There are hundreds of genes that are regulated by vitamin A. The effects range from cellular proliferation to fat metabolism to critically necessary immune cell function.

Zinc deficiency can affect vitamin A metabolism by multiple methods as it is a cofactor for enzymes that work on vitamin A.

Vitamin A deficiency will exacerbate iron deficiency anemia as it is necessary for iron metabolism. Therefore, consuming vitamin A rich foods while on iron supplementation is a good idea.

Vitamin A deficiency presents with night blindness, recurrent infections, thyroid hormone dysfunction (weight gain, fatigue, hair loss, cold body temperature and constipation) and has associations with certain cancer risks.

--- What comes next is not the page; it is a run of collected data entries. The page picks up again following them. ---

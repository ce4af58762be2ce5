//! The signed-in account's identity.

use serde::{Deserialize, Serialize};

use crate::error::CoreError;
use crate::ids::UserId;
use crate::roles::RoleSet;

/// Identity of the signed-in account.
///
/// This is the half of the credential that survives a restart. It carries no
/// secret; the bearer token lives in memory only.
#[derive(Debug, Clone, PartialEq, Eq, Serialize, Deserialize)]
#[serde(rename_all = "camelCase")]
pub struct Identity {
    /// Account id.
    pub id: UserId,
    /// Login email.
    pub email: String,
    /// Contact phone number, if one was registered.
    #[serde(default)]
    pub phone: Option<String>,
    /// Whether the phone number has been verified.
    #[serde(default)]
    pub phone_verified: bool,
    /// Coarse permission classes granted to the account.
    #[serde(default)]
    pub roles: RoleSet,
}

impl Identity {
    /// Create an identity with no phone number.
    #[must_use]
    pub fn new(id: UserId, email: impl Into<String>, roles: RoleSet) -> Self {
        Self {
            id,
            email: email.into(),
            phone: None,
            phone_verified: false,
            roles,
        }
    }

    /// Decode an identity from a JSON value returned by the API.
    ///
    /// # Errors
    ///
    /// Returns an error if the value does not describe an identity.
    pub fn from_json(value: serde_json::Value) -> Result<Self, CoreError> {
        Ok(serde_json::from_value(value)?)
    }
}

Immune cells called T killer cells need vitamin A to proliferate and in the low vitamin A state this does not happen dramatically increasing a persons risk for infection.

For the population that is unvaccinated, vitamin A sufficiency is critical to avoiding a severe measles outcome. Children with low vitamin A levels in their blood have worse morbidity from measles infections.

Food sources of Vitamin A are as beta carotene in bright red, orange, green and yellow colored vegetables and fruits or preformed retinol in animal meats including liver, all dairy, eggs and fish.

Most adults need 900 mcg/day. Incrementally less for kids. This nutrient is easily obtained from a anti inflammatory diet. Pregnancy and infancy are times of increased vitamin needs. We highly stress the need for adequate vitamin A stores for all females of child bearing age. Max dosing of vitamin A for all adults appears to be 2500mcg of preformed retinol per day before toxicity develops. See Linus Pauling Institute link for more information.

People at risk for insufficiency or deficiency have: issues with intestinal fat malabsorption (vitamin A is a fat soluble vitamin like D/E/K), intestinal dysbiosis, inflammatory bowel disease, eating disorders, celiac disease and disorders of bile production or pancreatic enzyme production.

Patients that take cholesterol lowering agents are at risk for low vitamin A levels. Alcoholics and women that take oral contraceptives are two other at risk groups.

Over consumption of vitamin A can be toxic as it is fat soluble and can accumulate in our fat cells. Only the preformed retinol form can be toxic not the vegetable beta carotene type. Signs of toxicity include headache, nausea, vomiting, dry skin, fatigue and bone pain. Anemia and brain swelling will occur with chronic overdose.

Dr. M

*With many of these micronutrients, you will see a pattern that the brain, gut and skin are often affected. These highly metabolic and rapid cell turnover organs are most susceptible to insufficiency states that occur with a modern human processed, government subsidized diet that promotes gut dysfunction, malabsorption and inflammation.

Linus Pauling Institute, National Institutes of Health, Institute for Functional Medicine, University of Arizona Center for Integrative Medicine are the resources for all micronutrient articles.